Smithers was chosen as a key divisional point for the Grand Trunk Pacific Railway in British Columbia, even though the developers initially looked at other central spots near Aldermere. The speculators had even tried to promote a future new city at Hubert, east of Telkwa, but the railway had already decided on this location.
The railway was trying to avoid sharing land sale profits with those speculators, so they picked this swampy ground west of Telkwa, at the foot of Hudson Bay Mountain. They named the new headquarters Smithers, after Sir Alfred Smithers, the chairman of the GTP board. The Railway Commission approved this station site in March 1913. Surveying started in April, and by August, 100 of the 160 acres for the town site were cleared. The railyards, also 160 acres, were cleared by September. The railhead reached here in July, and the first passenger train came through in October of that year.
Even though they dug ditches for drainage, the subsoil here was layers of quicksand and clay, which meant they had to drive piles for building foundations. People complained to the GTP about the swampy road conditions, but nothing was done. The temporary train station built in 1915 was replaced in 1919 with a new building. For many decades, the railway was the main employer, but by the 1950s, the number of employees started to decrease. In 1994, the Smithers Community Services Association bought the station building.
The original street layout was designed by professional landscape architects to accommodate up to 10,000 people, and the town mostly followed this plan for decades. However, the original design didn't account for the topography or soil conditions, so some lots on slopes, near creeks, or in flood plains couldn't be developed. Main Street was the commercial heart, with the train station and Alfred Park at one end and Central Park at the other, which is now the intersection with Highway 16. Residential areas spread out from there. In 1972, Main Street adopted an alpine theme.
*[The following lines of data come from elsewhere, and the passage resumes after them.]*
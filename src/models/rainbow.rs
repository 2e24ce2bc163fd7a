//! Rainbow ripples: red spreads orthogonally into black, then every lit cell
//! cycles through the colour wheel.

use crate::error::ConfigError;
use crate::simulation::{Automaton, Neighbourhood, Rgb, State, TransitionSet};

pub const BLACK: State = 0;
pub const RED: State = 1;
pub const YELLOW: State = 2;
pub const GREEN: State = 3;
pub const CYAN: State = 4;
pub const BLUE: State = 5;
pub const PURPLE: State = 6;

pub fn rainbow() -> Result<Automaton, ConfigError> {
    let mut rules = TransitionSet::new();

    rules.add_transition(BLACK, RED, |cell| {
        cell.count_neighbours(RED, Neighbourhood::VonNeumann) >= 1
    });

    let wheel = [RED, YELLOW, GREEN, CYAN, BLUE, PURPLE];
    for (i, &colour) in wheel.iter().enumerate() {
        rules.add_transition(colour, wheel[(i + 1) % wheel.len()], |_| true);
    }

    Automaton::new(
        rules,
        vec![
            Rgb::BLACK,
            Rgb::new(1.0, 0.0, 0.0),
            Rgb::new(1.0, 1.0, 0.0),
            Rgb::new(0.0, 1.0, 0.0),
            Rgb::new(0.0, 1.0, 1.0),
            Rgb::new(0.0, 0.0, 1.0),
            Rgb::new(1.0, 0.0, 1.0),
        ],
    )
}
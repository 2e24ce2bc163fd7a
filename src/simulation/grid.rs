use std::ops::Index;

use rand::Rng;

use crate::error::ConfigError;
use crate::simulation::State;

/// Logical grid of cell states, addressed `[x][y]`.
///
/// Cells are stored column-major so that `from_columns(vec![col0, col1])`
/// reads the same way the grid is indexed.
#[derive(Clone, Debug, PartialEq, Eq)]
pub struct Grid {
    cells: Vec<State>,
    width: usize,
    height: usize,
}

impl Grid {
    /// Create a grid with every cell in state 0
    pub fn new(width: usize, height: usize) -> Result<Self, ConfigError> {
        if width == 0 || height == 0 {
            return Err(ConfigError::EmptyGrid { width, height });
        }

        Ok(Self {
            cells: vec![0; width * height],
            width,
            height,
        })
    }

    /// Build a grid from columns, so `columns[x][y]` is the state at `(x, y)`
    pub fn from_columns(columns: Vec<Vec<State>>) -> Result<Self, ConfigError> {
        let width = columns.len();
        let height = columns.first().map_or(0, Vec::len);
        if width == 0 || height == 0 {
            return Err(ConfigError::EmptyGrid { width, height });
        }

        let mut cells = Vec::with_capacity(width * height);
        for (column, states) in columns.into_iter().enumerate() {
            if states.len() != height {
                return Err(ConfigError::RaggedGrid {
                    column,
                    expected: height,
                    found: states.len(),
                });
            }
            cells.extend(states);
        }

        Ok(Self {
            cells,
            width,
            height,
        })
    }

    pub fn width(&self) -> usize {
        self.width
    }

    pub fn height(&self) -> usize {
        self.height
    }

    pub fn len(&self) -> usize {
        self.cells.len()
    }

    pub fn is_empty(&self) -> bool {
        self.cells.is_empty()
    }

    /// State at `(x, y)`, or `None` off the grid
    pub fn get(&self, x: usize, y: usize) -> Option<State> {
        self.index_of(x, y).map(|i| self.cells[i])
    }

    /// State at a signed coordinate, or `None` off the grid. No wraparound.
    pub fn get_signed(&self, x: isize, y: isize) -> Option<State> {
        if x < 0 || y < 0 {
            return None;
        }
        self.get(x as usize, y as usize)
    }

    /// Overwrite a cell. Returns false when `(x, y)` is off the grid.
    pub fn set(&mut self, x: usize, y: usize, state: State) -> bool {
        match self.index_of(x, y) {
            Some(i) => {
                self.cells[i] = state;
                true
            }
            None => false,
        }
    }

    /// Advance a cell to `(state + 1) mod states`, returning the new state
    pub fn cycle(&mut self, x: usize, y: usize, states: usize) -> Option<State> {
        let i = self.index_of(x, y)?;
        let next = (self.cells[i] + 1) % states.max(1);
        self.cells[i] = next;
        Some(next)
    }

    /// Reset every cell to state 0
    pub fn clear(&mut self) {
        self.cells.fill(0);
    }

    /// Fill the grid with uniformly random states in `[0, states)`
    pub fn randomize<R: Rng + ?Sized>(&mut self, rng: &mut R, states: usize) {
        let states = states.max(1);
        for cell in &mut self.cells {
            *cell = rng.gen_range(0..states);
        }
    }

    /// Iterate `(x, y, state)` in storage order
    pub fn iter(&self) -> impl Iterator<Item = (usize, usize, State)> + '_ {
        let height = self.height;
        self.cells
            .iter()
            .enumerate()
            .map(move |(i, &state)| (i / height, i % height, state))
    }

    /// Coordinate of a flat storage index
    pub(crate) fn coords_of(&self, index: usize) -> (usize, usize) {
        (index / self.height, index % self.height)
    }

    pub(crate) fn index_of(&self, x: usize, y: usize) -> Option<usize> {
        if x < self.width && y < self.height {
            Some(x * self.height + y)
        } else {
            None
        }
    }
}

impl Index<(usize, usize)> for Grid {
    type Output = State;

    fn index(&self, (x, y): (usize, usize)) -> &State {
        match self.index_of(x, y) {
            Some(i) => &self.cells[i],
            None => panic!(
                "indexed ({}, {}) outside of a {}x{} grid",
                x, y, self.width, self.height
            ),
        }
    }
}
mod app;
mod gpu;

use anyhow::{Context, Result};
use clap::Parser;
use winit::event_loop::{ControlFlow, EventLoop};

use cellular_automata::config::{
    LaunchConfig, DEFAULT_CELLS_X, DEFAULT_CELLS_Y, DEFAULT_FPS, DEFAULT_WINDOW_X,
    DEFAULT_WINDOW_Y,
};
use cellular_automata::models::Model;

use crate::app::App;

/// Edit a grid, then watch a cellular automaton evolve.
#[derive(Parser)]
#[command(name = "cellular-automata", about = "Run a cellular automaton in a window")]
struct Args {
    /// Automaton to run.
    #[arg(long, value_enum, default_value_t = Model::Conways)]
    model: Model,

    /// Steps per second once started.
    #[arg(long, default_value_t = DEFAULT_FPS)]
    fps: u32,

    /// Grid width in cells.
    #[arg(long, default_value_t = DEFAULT_CELLS_X)]
    cells_x: usize,

    /// Grid height in cells.
    #[arg(long, default_value_t = DEFAULT_CELLS_Y)]
    cells_y: usize,

    /// Window width in pixels.
    #[arg(long, default_value_t = DEFAULT_WINDOW_X)]
    window_x: usize,

    /// Window height in pixels.
    #[arg(long, default_value_t = DEFAULT_WINDOW_Y)]
    window_y: usize,

    /// Seed for reproducible runs of probabilistic automata.
    #[arg(long)]
    seed: Option<u64>,
}

impl From<Args> for LaunchConfig {
    fn from(args: Args) -> Self {
        Self {
            fps: args.fps,
            cells_x: args.cells_x,
            cells_y: args.cells_y,
            window_x: args.window_x,
            window_y: args.window_y,
            model: args.model,
            seed: args.seed,
        }
    }
}

fn main() -> Result<()> {
    env_logger::Builder::from_env(env_logger::Env::default().default_filter_or("info")).init();

    let config = LaunchConfig::from(Args::parse());
    let mut app = App::new(config).context("invalid launch configuration")?;

    let event_loop = EventLoop::new().context("failed to create event loop")?;
    event_loop.set_control_flow(ControlFlow::Poll);
    event_loop
        .run_app(&mut app)
        .context("event loop terminated with an error")?;

    app.finish()
}
use rand::Rng;

use crate::simulation::cell::cell_seed;
use crate::simulation::{Automaton, Canvas, Grid, State};

/// A running automaton: the current grid plus the state that travels with it
/// between ticks.
///
/// Everything here changes only between steps, never from inside a rule.
pub struct Simulation {
    automaton: Automaton,
    grid: Grid,
    generation: u64,
    seed: Option<u64>,
    started: bool,
}

impl Simulation {
    /// Run `automaton` from `grid` as given. With `seed` set, probabilistic rules
    /// replay identically from the same starting grid.
    pub fn new(automaton: Automaton, grid: Grid, seed: Option<u64>) -> Self {
        Self {
            automaton,
            grid,
            generation: 0,
            seed,
            started: false,
        }
    }

    pub fn automaton(&self) -> &Automaton {
        &self.automaton
    }

    pub fn grid(&self) -> &Grid {
        &self.grid
    }

    /// Completed steps since `start`
    pub fn generation(&self) -> u64 {
        self.generation
    }

    pub fn is_started(&self) -> bool {
        self.started
    }

    /// Cycle the cell at `(x, y)` to its next state. Editing is only allowed
    /// before the simulation starts.
    pub fn edit(&mut self, x: usize, y: usize) -> Option<State> {
        if self.started {
            return None;
        }
        self.grid.cycle(x, y, self.automaton.count_states())
    }

    /// Fill the grid with random states. Only allowed before start.
    pub fn randomize<R: Rng + ?Sized>(&mut self, rng: &mut R) -> bool {
        if self.started {
            return false;
        }
        self.grid.randomize(rng, self.automaton.count_states());
        true
    }

    /// Reset every cell to state 0. Only allowed before start.
    pub fn clear(&mut self) -> bool {
        if self.started {
            return false;
        }
        self.grid.clear();
        true
    }

    /// Leave editing mode. Further edits are refused.
    pub fn start(&mut self) {
        if !self.started {
            log::info!("Simulation started");
            self.started = true;
        }
    }

    /// Step once, then record the completed generation. Does nothing until
    /// the simulation is started.
    pub fn advance(&mut self) -> bool {
        if !self.started {
            return false;
        }

        self.grid = match self.seed {
            Some(seed) => {
                let step_seed = cell_seed(seed, self.generation as usize);
                self.automaton.step_seeded(&self.grid, step_seed)
            }
            None => self.automaton.step(&self.grid),
        };
        self.generation += 1;
        true
    }

    /// Render the current grid
    pub fn paint(&self, canvas: &Canvas) -> Vec<f32> {
        self.automaton.paint(&self.grid, canvas)
    }
}
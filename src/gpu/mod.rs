mod buffers;
mod context;
mod render;

pub use buffers::FrameBuffers;
pub use context::GpuContext;
pub use render::PresentPipeline;
//! Forest growth and fire.
//!
//! Dead ground may sprout a tree, more likely next to living trees. Trees
//! catch fire from lightning or from burning neighbours, and fires burn out.

use crate::error::ConfigError;
use crate::simulation::{Automaton, Neighbourhood, Rgb, TransitionSet};

pub const DEAD: usize = 0;
pub const ALIVE: usize = 1;
pub const ON_FIRE: usize = 2;

const SPONTANEOUS_GROWTH: f64 = 0.00001;
const SPREAD_GROWTH: f64 = 0.01;
const LIGHTNING: f64 = 0.0001;
const CATCH_FIRE: f64 = 0.75;
const BURN_OUT: f64 = 0.7;

pub fn forest() -> Result<Automaton, ConfigError> {
    let mut rules = TransitionSet::new();

    rules.add_transition(DEAD, ALIVE, |cell| cell.chance(SPONTANEOUS_GROWTH));
    rules.add_transition(DEAD, ALIVE, |cell| {
        // one roll per neighbouring tree
        (0..cell.count_neighbours(ALIVE, Neighbourhood::Moore)).any(|_| cell.chance(SPREAD_GROWTH))
    });

    rules.add_transition(ALIVE, ON_FIRE, |cell| cell.chance(LIGHTNING));
    rules.add_transition(ALIVE, ON_FIRE, |cell| {
        cell.count_neighbours(ON_FIRE, Neighbourhood::Moore) > 0 && cell.chance(CATCH_FIRE)
    });

    rules.add_transition(ON_FIRE, DEAD, |cell| cell.chance(BURN_OUT));

    Automaton::new(
        rules,
        vec![Rgb::BLACK, Rgb::new(0.0, 1.0, 0.0), Rgb::new(1.0, 0.0, 0.0)],
    )
}

#[cfg(test)]
mod tests {
    use super::*;
    use crate::simulation::Grid;

    #[test]
    fn test_fire_only_spreads_to_trees() {
        let forest = forest().unwrap();
        let mut grid = Grid::new(30, 30).unwrap();
        for x in 0..30 {
            grid.set(x, 15, ON_FIRE);
        }

        for seed in 0..10 {
            let next = forest.step_seeded(&grid, seed);
            for (x, y, state) in next.iter() {
                // dead ground never ignites and fire never reignites
                if y != 15 {
                    assert_ne!(state, ON_FIRE, "({x}, {y}) caught fire without a tree");
                } else {
                    assert!(state == ON_FIRE || state == DEAD);
                }
            }
        }
    }

    #[test]
    fn test_fires_burn_out() {
        let forest = forest().unwrap();
        let mut grid = Grid::new(20, 20).unwrap();
        for x in 0..20 {
            for y in 0..20 {
                grid.set(x, y, ON_FIRE);
            }
        }

        let next = forest.step_seeded(&grid, 3);
        let burned = next.iter().filter(|&(_, _, s)| s == DEAD).count();
        assert!(burned > 200 && burned < 360, "burned {burned} of 400");
    }

    #[test]
    fn test_seeded_step_reproducible() {
        let forest = forest().unwrap();
        let mut grid = Grid::new(16, 16).unwrap();
        grid.set(8, 8, ALIVE);
        grid.set(8, 9, ON_FIRE);
        assert_eq!(forest.step_seeded(&grid, 11), forest.step_seeded(&grid, 11));
    }
}
use std::sync::Arc;

use anyhow::{Context, Result};
use wgpu::{Device, Queue, Surface, SurfaceConfiguration, SurfaceError, SurfaceTexture};
use winit::dpi::PhysicalSize;
use winit::window::Window;

/// The window surface and the device that draws to it
pub struct GpuContext {
    surface: Surface<'static>,
    pub device: Device,
    pub queue: Queue,
    config: SurfaceConfiguration,
}

impl GpuContext {
    pub async fn new(window: Arc<Window>) -> Result<Self> {
        let instance = wgpu::Instance::new(&wgpu::InstanceDescriptor {
            backends: wgpu::Backends::PRIMARY,
            ..Default::default()
        });
        let surface = instance
            .create_surface(window.clone())
            .context("failed to create surface")?;

        let adapter = instance
            .request_adapter(&wgpu::RequestAdapterOptions {
                power_preference: wgpu::PowerPreference::LowPower,
                compatible_surface: Some(&surface),
                force_fallback_adapter: false,
            })
            .await
            .context("no adapter can present to this window")?;
        let info = adapter.get_info();
        log::info!("Presenting with {} ({:?})", info.name, info.backend);

        let (device, queue) = adapter
            .request_device(
                &wgpu::DeviceDescriptor {
                    label: Some("cellular-automata-device"),
                    memory_hints: wgpu::MemoryHints::MemoryUsage,
                    ..Default::default()
                },
                None,
            )
            .await
            .context("failed to open device")?;

        let (width, height) = surface_extent(window.inner_size()).unwrap_or((1, 1));
        let config = surface
            .get_default_config(&adapter, width, height)
            .context("surface is not supported by the adapter")?;
        surface.configure(&device, &config);

        Ok(Self {
            surface,
            device,
            queue,
            config,
        })
    }

    /// Reconfigure for a new window size. Minimised windows keep the old
    /// configuration.
    pub fn resize(&mut self, new_size: PhysicalSize<u32>) {
        if let Some((width, height)) = surface_extent(new_size) {
            self.config.width = width;
            self.config.height = height;
            self.surface.configure(&self.device, &self.config);
        }
    }

    /// Current surface size in physical pixels
    pub fn size(&self) -> (u32, u32) {
        (self.config.width, self.config.height)
    }

    pub fn format(&self) -> wgpu::TextureFormat {
        self.config.format
    }

    /// Next texture to draw into, or `None` when this frame has to be
    /// skipped. A lost or outdated surface is reconfigured for the next one.
    pub fn acquire_frame(&self) -> Option<SurfaceTexture> {
        match self.surface.get_current_texture() {
            Ok(frame) => Some(frame),
            Err(err) if needs_reconfigure(&err) => {
                log::debug!("Surface {:?}, reconfiguring", err);
                self.surface.configure(&self.device, &self.config);
                None
            }
            Err(err) => {
                log::error!("Surface error: {:?}", err);
                None
            }
        }
    }
}

/// A drawable extent, or `None` for a zero-area (minimised) window
fn surface_extent(size: PhysicalSize<u32>) -> Option<(u32, u32)> {
    (size.width > 0 && size.height > 0).then_some((size.width, size.height))
}

fn needs_reconfigure(err: &SurfaceError) -> bool {
    matches!(err, SurfaceError::Lost | SurfaceError::Outdated)
}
By 1914, Smithers had two newspapers, two banks, three churches, a three-story hotel, stores, a telephone system, and electricity. After the Telkwa fire in 1914, which destroyed 13 downtown buildings, many businesses moved here. The large GTP payroll helped attract more settlers and businesses. Initial hopes were for a population of 5,000 by 1915, but that wasn't reached until 1991. The population actually fell during World War I, to 350 in 1918, before rising to 520 by 1920.
The post office was finished, and J. Mason Adams was the first postmaster from 1913 to 1914. A school was established in April 1914, with Miss Mary K. Downey as the first teacher, and a permanent building replaced the temporary one in the Methodist Church in 1915. In 1920, a two-story hospital with 15 beds opened. Smithers became the first incorporated village in British Columbia in 1921.